Submitted to: Meeting Abstract
Publication Type: Other
Publication Acceptance Date: 8/2/2003
Publication Date: N/A
Citation: N/A

Interpretive Summary:

Technical Abstract: Phenotypic characters used for classification of ascomycetous yeasts include type of vegetative reproduction (multilateral budding, bipolar budding, fission, presence or absence of pseudohyphae and true hyphae), ascospore shape (spherical, hat-shaped, dart-shaped, saturn-shaped, roughened, ridged), deliquescence of the ascus, fermentation of sugars, and the utilization of nitrate. Species assigned to the anamorphic genus Candida form pseudohyphae whereas those species previously assigned to Torulopsis do not. Nuclear DNA reassociation studies have shown that this character is strain variable, resulting in Torulopsis being considered a synonym of Candida. DNA reassociation studies also provided evidence that nitrate utilization, glucose fermentation and many other physiological characters are often strain-specific rather than being of phylogenetic significance. As a result, many of the commonly known genera, such as Hansenula, Nematospora, and Wingea have been abandoned as invalid. Gene sequence comparisons have prompted redescription of many current genera and the description of numerous new genera.
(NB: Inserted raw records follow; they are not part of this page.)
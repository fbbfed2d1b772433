//! Replays a trace against a heap and checks every result.

use std::collections::BTreeMap;

use segheap::{ALIGNMENT, Heap, HeapCorruption, HeapPtr, HeapRegion, InitError};
use snafu::{Location, OptionExt as _, ResultExt as _, Snafu, ensure};

use crate::trace::{Op, Trace};

#[derive(Debug, Clone, Copy, Default)]
pub struct ReplayOptions {
    /// Run the heap validator after every operation.
    pub check: bool,
}

/// Outcome of one replayed trace.
#[derive(Debug, Clone, Copy, PartialEq, Eq)]
pub struct TraceStats {
    pub ops: usize,
    /// Largest total of requested bytes live at the same time.
    pub peak_payload: usize,
    /// Heap size after the last operation.
    pub heap_bytes: usize,
}

impl TraceStats {
    #[expect(clippy::cast_precision_loss)]
    pub fn utilization(&self) -> f64 {
        if self.heap_bytes == 0 {
            return 0.0;
        }
        self.peak_payload as f64 / self.heap_bytes as f64
    }
}

#[derive(Debug, Snafu)]
pub enum ReplayError {
    #[snafu(display("failed to reset the heap"))]
    Reset {
        source: InitError,
        #[snafu(implicit)]
        location: Location,
    },
    #[snafu(display("op {index}: allocating {size} bytes for id {id} failed"))]
    OutOfMemory {
        index: usize,
        id: usize,
        size: usize,
        #[snafu(implicit)]
        location: Location,
    },
    #[snafu(display("op {index}: payload {ptr} of id {id} is misaligned"))]
    Misaligned {
        index: usize,
        id: usize,
        ptr: HeapPtr,
        #[snafu(implicit)]
        location: Location,
    },
    #[snafu(display("op {index}: payload {ptr} of id {id} lies outside the heap"))]
    OutsideHeap {
        index: usize,
        id: usize,
        ptr: HeapPtr,
        #[snafu(implicit)]
        location: Location,
    },
    #[snafu(display("op {index}: payload {ptr} of id {id} overlaps the payload of id {other}"))]
    Overlap {
        index: usize,
        id: usize,
        ptr: HeapPtr,
        other: usize,
        #[snafu(implicit)]
        location: Location,
    },
    #[snafu(display("op {index}: payload of id {id} was overwritten"))]
    Clobbered {
        index: usize,
        id: usize,
        #[snafu(implicit)]
        location: Location,
    },
    #[snafu(display("op {index}: heap validation failed"))]
    Corrupted {
        index: usize,
        source: HeapCorruption,
        #[snafu(implicit)]
        location: Location,
    },
}

#[derive(Debug, Clone, Copy)]
struct Live {
    ptr: HeapPtr,
    size: usize,
}

/// Byte written to every payload byte of block `id`.
fn pattern(id: usize) -> u8 {
    id.to_le_bytes()[0] ^ 0xA5
}

struct Replayer<'a, R> {
    heap: &'a mut Heap<R>,
    options: ReplayOptions,
    live: Vec<Option<Live>>,
    /// Live payload ranges by start offset: end offset and id.
    ranges: BTreeMap<usize, (usize, usize)>,
    payload: usize,
    peak_payload: usize,
}

/// Runs `trace` on a freshly reset `heap`.
pub fn replay<R>(
    heap: &mut Heap<R>,
    trace: &Trace,
    options: ReplayOptions,
) -> Result<TraceStats, ReplayError>
where
    R: HeapRegion,
{
    heap.reset().context(ResetSnafu)?;
    let mut replayer = Replayer {
        heap,
        options,
        live: vec![None; trace.num_ids],
        ranges: BTreeMap::new(),
        payload: 0,
        peak_payload: 0,
    };
    for (index, &op) in trace.ops.iter().enumerate() {
        replayer.apply(index, op)?;
    }

    Ok(TraceStats {
        ops: trace.ops.len(),
        peak_payload: replayer.peak_payload,
        heap_bytes: replayer.heap.stats().heap_bytes,
    })
}

impl<R> Replayer<'_, R>
where
    R: HeapRegion,
{
    fn apply(&mut self, index: usize, op: Op) -> Result<(), ReplayError> {
        trace!("op {index}: {op:?}");
        match op {
            Op::Alloc { id, size } => {
                if let Some(old) = self.take(index, id)? {
                    warn!("op {index}: id {id} allocated twice, releasing the old block");
                    self.heap.release(old.ptr);
                }
                if size > 0 {
                    let ptr = self
                        .heap
                        .allocate(size)
                        .context(OutOfMemorySnafu { index, id, size })?;
                    self.insert(index, id, ptr, size)?;
                }
            }
            Op::Realloc { id, size } => {
                let old = self.take(index, id)?;
                let new = self.heap.reallocate(old.map(|old| old.ptr), size);
                if size > 0 {
                    let ptr = new.context(OutOfMemorySnafu { index, id, size })?;
                    let kept = old.map_or(0, |old| old.size.min(size));
                    ensure!(self.is_filled(ptr, kept, id), ClobberedSnafu { index, id });
                    self.insert(index, id, ptr, size)?;
                }
            }
            Op::Free { id } => {
                let old = self.take(index, id)?;
                self.heap.release(old.map(|old| old.ptr));
            }
        }

        if self.options.check {
            self.heap
                .validate(&format!("op {index}"))
                .context(CorruptedSnafu { index })?;
        }
        Ok(())
    }

    /// Removes `id` from the live set after checking its payload is intact.
    fn take(&mut self, index: usize, id: usize) -> Result<Option<Live>, ReplayError> {
        let Some(live) = self.live[id].take() else {
            return Ok(None);
        };
        ensure!(
            self.is_filled(live.ptr, live.size, id),
            ClobberedSnafu { index, id }
        );
        self.ranges.remove(&live.ptr.offset());
        self.payload -= live.size;
        Ok(Some(live))
    }

    /// Checks a new payload, fills it and records it as live.
    fn insert(
        &mut self,
        index: usize,
        id: usize,
        ptr: HeapPtr,
        size: usize,
    ) -> Result<(), ReplayError> {
        let low = self.heap.region().low();
        let start = ptr.offset();
        let end = start + size;

        ensure!(
            start >= low && end <= self.heap.region().high(),
            OutsideHeapSnafu { index, id, ptr }
        );
        ensure!(
            (start - low).is_multiple_of(ALIGNMENT),
            MisalignedSnafu { index, id, ptr }
        );
        let before = self.ranges.range(..start).next_back();
        let after = self.ranges.range(start..).next();
        let overlap = before
            .filter(|(_, (before_end, _))| *before_end > start)
            .or_else(|| after.filter(|(after_start, _)| **after_start < end));
        if let Some((_, &(_, other))) = overlap {
            return OverlapSnafu {
                index,
                id,
                ptr,
                other,
            }
            .fail();
        }

        let payload = self
            .heap
            .payload_mut(ptr)
            .context(OutsideHeapSnafu { index, id, ptr })?;
        payload[..size].fill(pattern(id));

        self.ranges.insert(start, (end, id));
        self.live[id] = Some(Live { ptr, size });
        self.payload += size;
        self.peak_payload = self.peak_payload.max(self.payload);
        debug!("op {index}: id {id} -> {ptr} ({size} bytes)");
        Ok(())
    }

    fn is_filled(&self, ptr: HeapPtr, len: usize, id: usize) -> bool {
        self.heap
            .payload(ptr)
            .and_then(|payload| payload.get(..len))
            .is_some_and(|bytes| bytes.iter().all(|&b| b == pattern(id)))
    }
}

#[cfg_attr(coverage_nightly, coverage(off))]
#[cfg(test)]
mod tests {
    use segheap::{ArenaRegion, HeapConfig};

    use super::*;

    fn test_heap(capacity: usize) -> Heap<ArenaRegion> {
        Heap::with_config(ArenaRegion::with_capacity(capacity), HeapConfig::new()).unwrap()
    }

    fn run(text: &str, capacity: usize, check: bool) -> Result<TraceStats, ReplayError> {
        let trace: Trace = text.parse().unwrap();
        let mut heap = test_heap(capacity);
        replay(&mut heap, &trace, ReplayOptions { check })
    }

    #[test]
    fn test_replay_reports_peak_and_heap_size() {
        let stats = run(
            "0 3 6 1\na 0 512\na 1 128\nr 0 640\nf 1\na 2 16\nf 0\n",
            1 << 16,
            true,
        )
        .unwrap();
        assert_eq!(stats.ops, 6);
        assert_eq!(stats.peak_payload, 640 + 128);
        assert!(stats.heap_bytes >= stats.peak_payload);
        assert!(stats.utilization() > 0.0 && stats.utilization() <= 1.0);
    }

    #[test]
    fn test_bundled_traces_replay_cleanly() {
        for text in [
            include_str!("../traces/mixed.rep"),
            include_str!("../traces/binary.rep"),
        ] {
            let stats = run(text, 1 << 20, true).unwrap();
            assert!(stats.peak_payload > 0);
            assert!(stats.utilization() <= 1.0);
        }
    }

    #[test]
    fn test_replay_resets_heap_between_traces() {
        let trace: Trace = "0 2 2 1\na 0 100\na 1 2000\n".parse().unwrap();
        let mut heap = test_heap(1 << 16);
        let first = replay(&mut heap, &trace, ReplayOptions::default()).unwrap();
        let second = replay(&mut heap, &trace, ReplayOptions::default()).unwrap();
        assert_eq!(first, second);
    }

    #[test]
    fn test_replay_handles_zero_sizes() {
        let stats = run("0 2 4 1\na 0 0\nr 1 24\nr 1 0\nf 0\n", 4096, true).unwrap();
        assert_eq!(stats.peak_payload, 24);
    }

    #[test]
    fn test_replay_reports_out_of_memory() {
        let err = run("0 1 1 1\na 0 100000\n", 4096, false).unwrap_err();
        assert!(matches!(
            err,
            ReplayError::OutOfMemory {
                index: 0,
                id: 0,
                size: 100_000,
                ..
            }
        ));
    }

    #[test]
    fn test_clobbered_payload_is_detected() {
        let trace: Trace = "0 1 1 1\na 0 64\n".parse().unwrap();
        let mut heap = test_heap(4096);
        heap.reset().unwrap();
        let mut replayer = Replayer {
            heap: &mut heap,
            options: ReplayOptions::default(),
            live: vec![None; trace.num_ids],
            ranges: BTreeMap::new(),
            payload: 0,
            peak_payload: 0,
        };
        replayer.apply(0, trace.ops[0]).unwrap();
        let ptr = replayer.live[0].unwrap().ptr;
        replayer.heap.payload_mut(ptr).unwrap()[10] = 0;

        let err = replayer.apply(1, Op::Free { id: 0 }).unwrap_err();
        assert!(matches!(err, ReplayError::Clobbered { index: 1, id: 0, .. }));
    }
}
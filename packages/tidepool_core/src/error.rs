use thiserror::Error;

/// Service-boundary error taxonomy. Repository functions stay `anyhow`-based;
/// [`crate::service::ChatService`] maps failures into these categories so a
/// transport layer can translate them without inspecting strings.
#[derive(Debug, Error)]
pub enum CoreError {
    /// No verified requester identity was supplied.
    #[error("authentication required")]
    Unauthenticated,

    /// The target either does not exist or does not belong to the requester.
    /// The two cases are deliberately conflated so a non-owner cannot probe
    /// for the existence of other users' chats.
    #[error("not found")]
    NotFoundOrUnauthorized,

    /// The chat exists but is private. Used only on read paths, where the
    /// requester already holds the opaque id (normally obtainable only via
    /// sharing), so confirming existence is accepted.
    #[error("forbidden: this conversation is private")]
    Forbidden,

    /// Malformed input, rejected before any persistence access.
    #[error("invalid input: {0}")]
    Validation(String),

    /// The storage layer failed. Propagated opaquely; retries belong to the
    /// caller, not the core.
    #[error("storage failure")]
    Persistence(#[from] anyhow::Error),
}

pub type CoreResult<T> = Result<T, CoreError>;
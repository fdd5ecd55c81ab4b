//! Process-local change notifications. Subscribers are plain callbacks run
//! synchronously when conversation state changes; a host uses this to push
//! sidebar refreshes over whatever transport it has. Nothing is persisted
//! and nothing crosses process boundaries.

use std::panic::{AssertUnwindSafe, catch_unwind};
use std::sync::{Arc, Mutex, MutexGuard};

use tracing::warn;

type Callback = Arc<dyn Fn() + Send + Sync>;

#[derive(Default)]
pub struct ChangeNotifier {
    inner: Arc<Mutex<Registry>>,
}

#[derive(Default)]
struct Registry {
    next_id: u64,
    subscribers: Vec<(u64, Callback)>,
}

impl Registry {
    fn lock(inner: &Mutex<Registry>) -> MutexGuard<'_, Registry> {
        // A poisoned registry only means a subscriber panicked mid-publish;
        // the subscriber list itself is still consistent.
        inner.lock().unwrap_or_else(|poisoned| poisoned.into_inner())
    }
}

impl ChangeNotifier {
    pub fn new() -> Self {
        Self::default()
    }

    /// Register a callback. It stays registered until the returned handle is
    /// dropped or explicitly unsubscribed.
    pub fn subscribe(&self, callback: impl Fn() + Send + Sync + 'static) -> Subscription {
        let mut registry = Registry::lock(&self.inner);
        let id = registry.next_id;
        registry.next_id += 1;
        registry.subscribers.push((id, Arc::new(callback)));
        Subscription {
            registry: Arc::clone(&self.inner),
            id,
        }
    }

    /// Invoke every current subscriber, in registration order. A panicking
    /// subscriber is logged and skipped; the rest still run.
    pub fn publish(&self) {
        let callbacks: Vec<Callback> = Registry::lock(&self.inner)
            .subscribers
            .iter()
            .map(|(_, cb)| Arc::clone(cb))
            .collect();

        for callback in callbacks {
            if catch_unwind(AssertUnwindSafe(|| callback())).is_err() {
                warn!("Change subscriber panicked; continuing with remaining subscribers");
            }
        }
    }

    #[cfg(test)]
    pub(crate) fn subscriber_count(&self) -> usize {
        Registry::lock(&self.inner).subscribers.len()
    }
}

/// RAII handle for a registered callback. Dropping it unsubscribes.
pub struct Subscription {
    registry: Arc<Mutex<Registry>>,
    id: u64,
}

impl Subscription {
    pub fn unsubscribe(self) {
        // Drop does the work.
    }
}

impl Drop for Subscription {
    fn drop(&mut self) {
        Registry::lock(&self.registry)
            .subscribers
            .retain(|(id, _)| *id != self.id);
    }
}
use sqlx::sqlite::SqlitePoolOptions;

/// Create a fresh ChatRepository backed by an in-memory SQLite database.
/// Each call returns an isolated database with all migrations applied.
pub async fn test_repository() -> super::ChatRepository {
    let pool = SqlitePoolOptions::new()
        .max_connections(1)
        .connect("sqlite::memory:")
        .await
        .expect("Failed to create in-memory SQLite pool");

    crate::db::run_migrations(&pool)
        .await
        .expect("Failed to run migrations");

    sqlx::query("PRAGMA foreign_keys = ON")
        .execute(&pool)
        .await
        .expect("Failed to enable foreign keys");

    super::ChatRepository::new(pool)
}

/// Insert a user and return its id. Most chat fixtures need an owner row to
/// satisfy the chats.user_id foreign key.
pub async fn seed_user(repo: &super::ChatRepository, name: &str, email: &str) -> i64 {
    repo.create_user(&crate::models::NewUser {
        display_name: name.to_string(),
        email: email.to_string(),
        profile_image: None,
    })
    .await
    .expect("Failed to seed user")
}
//! Access rules for chats. Pure functions so every call site re-evaluates
//! against the chat row it just loaded; nothing here is cached.

use crate::models::Chat;

/// Whether `requester_id` may read the chat's transcript. The owner always
/// can; anyone else only while the owner has sharing switched on.
pub fn can_read(requester_id: i64, chat: &Chat) -> bool {
    requester_id == chat.user_id || chat.is_shareable
}

/// Whether `requester_id` may mutate the chat (append, delete, favorite,
/// share). Owner only; sharing grants read access, never write access.
pub fn can_mutate(requester_id: i64, chat: &Chat) -> bool {
    requester_id == chat.user_id
}
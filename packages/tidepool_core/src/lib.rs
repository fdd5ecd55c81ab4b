//! # Tidepool Core
//!
//! Conversation management and access control for a multi-user AI chat
//! application. The crate owns chats, their transcripts, favorites, sharing
//! and search on top of SQLite; it deliberately does not own the web
//! transport, session issuance or the AI model itself.
//!
//! ## Layering
//!
//! - [`repository::ChatRepository`] — raw SQLite access, one domain per file.
//! - [`service::ChatService`] — the facade a host embeds: authentication
//!   checks, access control, validation, change notification.
//! - [`responder::AiResponder`] — the seam where the host plugs in whatever
//!   produces assistant replies and chat titles.
//! - [`notify::ChangeNotifier`] — process-local callbacks so a host can push
//!   UI refreshes when conversation state changes.
//!
//! A host constructs a [`db::Database`] from a [`config::TidepoolConfig`],
//! wraps its pool in a repository, and hands that plus a responder to
//! [`service::ChatService::new`]. All service operations take the requester's
//! identity as an `Option<i64>`; `None` means unauthenticated.

pub mod access;
pub mod config;
pub mod db;
pub mod error;
pub mod models;
pub mod notify;
pub mod repository;
pub mod responder;
pub mod service;

pub use config::TidepoolConfig;
pub use db::Database;
pub use error::{CoreError, CoreResult};
pub use models::{
    Chat, ChatSearchResult, CreatedChat, FavoriteOutcome, Message, MessageExchange, NewUser,
    Sender, TranscriptMessage, User,
};
pub use notify::{ChangeNotifier, Subscription};
pub use repository::ChatRepository;
pub use responder::{AiResponder, HistoryTurn};
pub use service::ChatService;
Major impacts of molecular comparisons are the recognition that budding ascomycetous yeasts are members of a single clade, which is sister to the euascomycetes, that the fission yeasts are a basal group, the bringing together into genera species that are members of the same genetic lineage, placement of anamorphic species with their relatives in teleomorphic genera, and the ability to predict genetic properties of species from their phylogenetic placement. Phylogenetic analyses have also provided an estimate of biological diversity among the yeasts.